[Collected data]

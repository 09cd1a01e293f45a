//! Test Inbox
//!
//! Catches inbound email posted by a SendGrid inbound-parse webhook, stores
//! it in SQLite, and serves a small web UI that updates live over WebSocket.
//!
//! # Modules
//!
//! - `api`: axum router, HTML views, webhook and the WebSocket fan-out
//! - `store`: the record store behind the `EmailRepository` trait
//! - `types`: email records and pagination
//! - `server`: composition root, startup and shutdown
//! - `config`: environment-driven configuration
//! - `utils`: logging setup and formatting helpers
//!
//! # Example
//!
//! ```no_run
//! use test_inbox::{InboxServer, ServerConfig};
//!
//! #[tokio::main]
//! async fn main() -> test_inbox::InboxResult<()> {
//!     let config = ServerConfig::from_env()?;
//!     InboxServer::new(config)?.run().await
//! }
//! ```

pub mod api;
pub mod config;
pub mod error;
pub mod server;
pub mod store;
pub mod types;
pub mod utils;

// Re-export commonly used items at crate root
pub use api::websocket::{EventBroadcaster, Frame, KeepAlive, Subscriber, SubscriberRegistry};
pub use config::ServerConfig;
pub use error::{InboxError, InboxResult};
pub use server::InboxServer;
pub use store::{EmailRepository, SqliteStore, StoreError};
pub use types::{Email, EmailSummary, NewEmail, Page, PageRequest};

/// Library version
pub const VERSION: &str = env!("CARGO_PKG_VERSION");

/// Library name
pub const NAME: &str = env!("CARGO_PKG_NAME");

# Work to complete
Note every line above where the string "root" shows up, and copy those lines.

# Output of the task
//! - `server`: composition root, startup and shutdown
// Re-export commonly used items at crate root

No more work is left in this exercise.